The DBP, without notifying him and ignoring the Conditional Sale, transferred the parcels of land to the Government, through the DAR,
for the coverage of the Comprehensive Agrarian Reform Program (CARP) and immediate distribution to farmer beneficiaries;

After execution of the Deed of Conditional Sale in his favor, DBP has no more right to sell and transfer to the DAR the subject properties,
which were already previously voluntarily offered for sale by him and accepted by the DAR.

On the same day, Colarina filed his own personal complaint against the Government Service Insurance System (GSIS), LBP and the
DAR Secretary for the determination and payment of just compensation of fifteen parcels of agricultural land, docketed as SCC No.
4242.

Colarina alleged that: the said fifteen parcels of agricultural land, situated in Barrio Malaran and Lamintao, Municipality of Dimasalong
(now Uson), were mortgaged by the Associated Agricultural Activities, Inc. (AAA) to the GSIS as security for the payment of its loan;
when AAA failed to pay the loan, GSIS foreclosed the mortgage on the lands, at public auction, GSIS was the highest bidder; on May
19, 1988, certificates of sale were issued and registered in the name of GSIS; on December 8, 1988, he bought the lots from AAA;

He voluntarily offered to sell said properties to the DAR under R.A. No. 6657; on May 6, 1989, he informed GSIS of his offer to sell the
properties to the DAR; subsequently, GSIS consolidated ownership over the lots in its name; on November 5, 1990, GSIS executed a
Deed of Transfer in favor of the DAR, by virtue of which, TCT Nos. T-7882 to T-7891 were issued on December 11, 1990 in the name
the Republic of the Philippines by the Register of Deeds of Masbate; on April 16, 1991, TCT Nos. T-94 to T-103 were issued in the
names of farmer beneficiaries; despite repeated demands, the LBP and the DAR refused to determine and pay the just compensation
for the lots.

Both cases were raffled to RTC, Masbate, Branch 48.

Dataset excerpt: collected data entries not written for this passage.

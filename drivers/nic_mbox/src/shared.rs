// SPDX-License-Identifier: Apache-2.0
// Copyright 2025 KylinSoft Co., Ltd. <https://www.kylinos.cn/>
// See LICENSES for license details.

//! Adapter-wide state shared by every endpoint.
//!
//! Filter tables and the endpoint enable bits sit behind one lock. The same
//! lock holds the per-endpoint transaction flag that keeps at most one
//! mailbox exchange in flight for each physical/virtual function pair.

use alloc::{sync::Arc, vec::Vec};
use core::{
    future::Future,
    pin::Pin,
    task::{Context, Waker},
};

use event_listener::{Event, listener};
use log::{debug, info, trace, warn};
use nic_base::{MacAddress, NicError, NicHal, NicResult};
use spin::Mutex;

use crate::{
    endpoint::MboxConfig,
    msg::API_V1,
    regs::{self, EpEnable},
};

/// Largest VLAN id.
pub const VLAN_MAX: u16 = 4095;
/// MTU an endpoint starts with and returns to on reset.
pub const DEFAULT_MTU: u32 = 1500;

/// Per-endpoint filter capacities and the allowed MTU range.
#[derive(Debug, Clone, Copy)]
pub struct FilterLimits {
    pub max_unicast: usize,
    pub max_multicast: usize,
    pub max_vlans: usize,
    pub mtu_min: u32,
    pub mtu_max: u32,
}

impl Default for FilterLimits {
    fn default() -> Self {
        Self {
            max_unicast: 16,
            max_multicast: 32,
            max_vlans: 32,
            mtu_min: 68,
            mtu_max: 9000,
        }
    }
}

/// Queues given to an endpoint.
#[derive(Debug, Clone, Copy, Default, PartialEq, Eq)]
pub struct QueueAssignment {
    pub tx: u32,
    pub rx: u32,
    pub default_queue: u32,
}

/// What the adapter hands out to one endpoint.
#[derive(Debug, Clone, Copy)]
pub struct EndpointSetup {
    pub mac: MacAddress,
    pub queues: QueueAssignment,
}

/// Software filter state of one endpoint.
#[derive(Debug, Clone, PartialEq, Eq)]
pub struct FilterTable {
    pub base_mac: MacAddress,
    /// Station addresses added on top of `base_mac`.
    pub unicast: Vec<MacAddress>,
    pub multicast: Vec<MacAddress>,
    pub vlans: Vec<u16>,
    pub mtu: u32,
    pub enabled: EpEnable,
    pub api: u32,
    pub queues: QueueAssignment,
}

impl FilterTable {
    fn new(setup: &EndpointSetup) -> Self {
        Self {
            base_mac: setup.mac,
            unicast: Vec::new(),
            multicast: Vec::new(),
            vlans: Vec::new(),
            mtu: DEFAULT_MTU,
            enabled: EpEnable::empty(),
            api: API_V1,
            queues: setup.queues,
        }
    }

    fn clear(&mut self) {
        self.unicast.clear();
        self.multicast.clear();
        self.vlans.clear();
        self.mtu = DEFAULT_MTU;
        self.enabled = EpEnable::empty();
        self.api = API_V1;
    }
}

fn insert<T: PartialEq>(list: &mut Vec<T>, item: T, max: usize) -> NicResult {
    if list.contains(&item) {
        return Ok(());
    }
    if list.len() >= max {
        return Err(NicError::NoSpace);
    }
    list.push(item);
    Ok(())
}

fn remove<T: PartialEq>(list: &mut Vec<T>, item: &T) -> NicResult {
    let pos = list.iter().position(|x| x == item).ok_or(NicError::NotFound)?;
    list.swap_remove(pos);
    Ok(())
}

struct SharedState {
    tables: Vec<FilterTable>,
    in_flight: Vec<bool>,
}

/// The adapter context every mailbox component works against.
pub struct AdapterShared {
    hal: Arc<dyn NicHal>,
    limits: FilterLimits,
    gate: MboxConfig,
    state: Mutex<SharedState>,
    event: Event,
}

impl AdapterShared {
    pub fn new(
        hal: &Arc<dyn NicHal>,
        endpoints: &[EndpointSetup],
        limits: FilterLimits,
        gate: MboxConfig,
    ) -> NicResult<Self> {
        if limits.mtu_min == 0 || limits.mtu_min > limits.mtu_max {
            return Err(NicError::InvalidInput);
        }
        if endpoints.iter().any(|ep| !ep.mac.is_unicast()) {
            return Err(NicError::InvalidInput);
        }
        info!("mailbox: {} endpoints", endpoints.len());
        Ok(Self {
            hal: Arc::clone(hal),
            limits,
            gate,
            state: Mutex::new(SharedState {
                tables: endpoints.iter().map(FilterTable::new).collect(),
                in_flight: alloc::vec![false; endpoints.len()],
            }),
            event: Event::new(),
        })
    }

    pub fn endpoints(&self) -> usize {
        self.state.lock().tables.len()
    }

    pub fn limits(&self) -> &FilterLimits {
        &self.limits
    }

    fn with_table<R>(
        &self,
        ep: usize,
        f: impl FnOnce(&mut FilterTable, &FilterLimits) -> NicResult<R>,
    ) -> NicResult<R> {
        let mut state = self.state.lock();
        let table = state.tables.get_mut(ep).ok_or(NicError::InvalidInput)?;
        f(table, &self.limits)
    }

    /// A copy of the filter state of endpoint `ep`.
    pub fn filters(&self, ep: usize) -> NicResult<FilterTable> {
        self.with_table(ep, |t, _| Ok(t.clone()))
    }

    pub fn add_unicast(&self, ep: usize, mac: MacAddress) -> NicResult {
        if !mac.is_unicast() {
            return Err(NicError::InvalidInput);
        }
        self.with_table(ep, |t, l| {
            if mac == t.base_mac {
                return Ok(());
            }
            insert(&mut t.unicast, mac, l.max_unicast)
        })?;
        trace!("ep{ep}: +{mac}");
        Ok(())
    }

    /// The base address cannot be removed.
    pub fn remove_unicast(&self, ep: usize, mac: MacAddress) -> NicResult {
        self.with_table(ep, |t, _| {
            if mac == t.base_mac {
                return Err(NicError::InvalidInput);
            }
            remove(&mut t.unicast, &mac)
        })
    }

    pub fn add_multicast(&self, ep: usize, mac: MacAddress) -> NicResult {
        if !mac.is_multicast() {
            return Err(NicError::InvalidInput);
        }
        self.with_table(ep, |t, l| insert(&mut t.multicast, mac, l.max_multicast))
    }

    pub fn remove_multicast(&self, ep: usize, mac: MacAddress) -> NicResult {
        self.with_table(ep, |t, _| remove(&mut t.multicast, &mac))
    }

    pub fn add_vlan(&self, ep: usize, vid: u16) -> NicResult {
        if vid > VLAN_MAX {
            return Err(NicError::InvalidInput);
        }
        self.with_table(ep, |t, l| insert(&mut t.vlans, vid, l.max_vlans))
    }

    pub fn remove_vlan(&self, ep: usize, vid: u16) -> NicResult {
        if vid > VLAN_MAX {
            return Err(NicError::InvalidInput);
        }
        self.with_table(ep, |t, _| remove(&mut t.vlans, &vid))
    }

    /// `(current, min, max)`.
    pub fn mtu(&self, ep: usize) -> NicResult<(u32, u32, u32)> {
        self.with_table(ep, |t, l| Ok((t.mtu, l.mtu_min, l.mtu_max)))
    }

    pub fn set_mtu(&self, ep: usize, mtu: u32) -> NicResult {
        self.with_table(ep, |t, l| {
            if !(l.mtu_min..=l.mtu_max).contains(&mtu) {
                return Err(NicError::InvalidInput);
            }
            t.mtu = mtu;
            Ok(())
        })
    }

    /// Records the agreed API version of `ep`.
    pub fn set_api(&self, ep: usize, api: u32) -> NicResult {
        self.with_table(ep, |t, _| {
            t.api = api;
            Ok(())
        })
    }

    pub fn queues(&self, ep: usize) -> NicResult<(u32, QueueAssignment)> {
        self.with_table(ep, |t, _| Ok((t.api, t.queues)))
    }

    /// Drops every filter of `ep`, disables it, and returns its base
    /// address.
    pub fn reset_endpoint(&self, ep: usize) -> NicResult<MacAddress> {
        let mac = self.with_table(ep, |t, _| {
            t.clear();
            self.hal
                .write32(regs::mbox_base(ep) + regs::MBX_EP_ENABLE, 0);
            Ok(t.base_mac)
        })?;
        debug!("ep{ep}: reset, base address {mac}");
        Ok(mac)
    }

    /// Sets the transmit/receive enable bits of `ep`.
    pub fn set_enabled(&self, ep: usize, enable: EpEnable) -> NicResult {
        // The register write stays under the lock so the table and the
        // hardware never disagree.
        let mut state = self.state.lock();
        let table = state.tables.get_mut(ep).ok_or(NicError::InvalidInput)?;
        table.enabled = enable;
        self.hal
            .write32(regs::mbox_base(ep) + regs::MBX_EP_ENABLE, enable.bits());
        Ok(())
    }

    /// Whether a transaction with `ep` is in flight.
    pub fn in_flight(&self, ep: usize) -> bool {
        self.state.lock().in_flight.get(ep).copied().unwrap_or(false)
    }

    fn try_claim(&self, ep: usize) -> NicResult<bool> {
        let mut state = self.state.lock();
        let flag = state.in_flight.get_mut(ep).ok_or(NicError::InvalidInput)?;
        if *flag {
            return Ok(false);
        }
        *flag = true;
        Ok(true)
    }

    fn release(&self, ep: usize) {
        if let Some(flag) = self.state.lock().in_flight.get_mut(ep) {
            *flag = false;
        }
        self.event.notify(usize::MAX);
    }

    /// Claims the transaction slot of `ep`, waiting a bounded time for the
    /// current holder to release it.
    ///
    /// The wait listens for the release and polls the listener between
    /// delays, at most `retries` times in total.
    pub fn begin(&self, ep: usize) -> NicResult<Transaction<'_>> {
        let mut cx = Context::from_waker(Waker::noop());
        let mut polls = 0;
        loop {
            if self.try_claim(ep)? {
                return Ok(Transaction { shared: self, ep });
            }
            listener!(self.event => listener);
            if self.try_claim(ep)? {
                return Ok(Transaction { shared: self, ep });
            }
            while Pin::new(&mut listener).poll(&mut cx).is_pending() {
                if polls == self.gate.retries {
                    warn!("ep{ep}: mailbox transaction still in flight");
                    return Err(NicError::ResourceBusy);
                }
                polls += 1;
                self.hal.delay_us(self.gate.delay_us);
            }
            trace!("ep{ep}: transaction released, retrying");
        }
    }
}

/// An exchange with one endpoint; the slot is released on drop.
pub struct Transaction<'a> {
    shared: &'a AdapterShared,
    ep: usize,
}

impl Transaction<'_> {
    pub fn endpoint(&self) -> usize {
        self.ep
    }
}

impl Drop for Transaction<'_> {
    fn drop(&mut self) {
        self.shared.release(self.ep);
    }
}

In separate Answers in SCC No. 4243, respondents DBP, LBP and the DAR Secretary commonly averred that petitioner has no cause of
action since he was never the owner of the properties under TCT Nos. T-6176 and T-6177 because DBP rescinded the Deed of
Conditional Sale for nonpayment of the purchase price.

On the other hand, in separate Answers in SCC No. 4242, respondents GSIS, LBP and DAR Secretary contend that Colarina has no cause
of action since he is not the owner of the lands he voluntarily offered for CARP coverage; he only bought from AAA the right to redeem
the property and he failed to exercise such right on May 19, 1989, within the one-year period allowed by the law.

Without any order of the RTC expressly consolidating SCC No. 4242 and No. 4243, a notice of hearing of both cases was sent to the
parties by the clerk of the RTC. In an Order dated November 16, 1994, the RTC terminated the pre-trial in both cases.

The RTC Dismissed SCC 4242 and 4243

The CA affirmed in toto the RTC order. The Petitioner filed a MR, but was denied.

ISSUE: Whether the RTC erred in moto proprio consolidating both cases (SCC 4242 and 4243) without an order for consolidation?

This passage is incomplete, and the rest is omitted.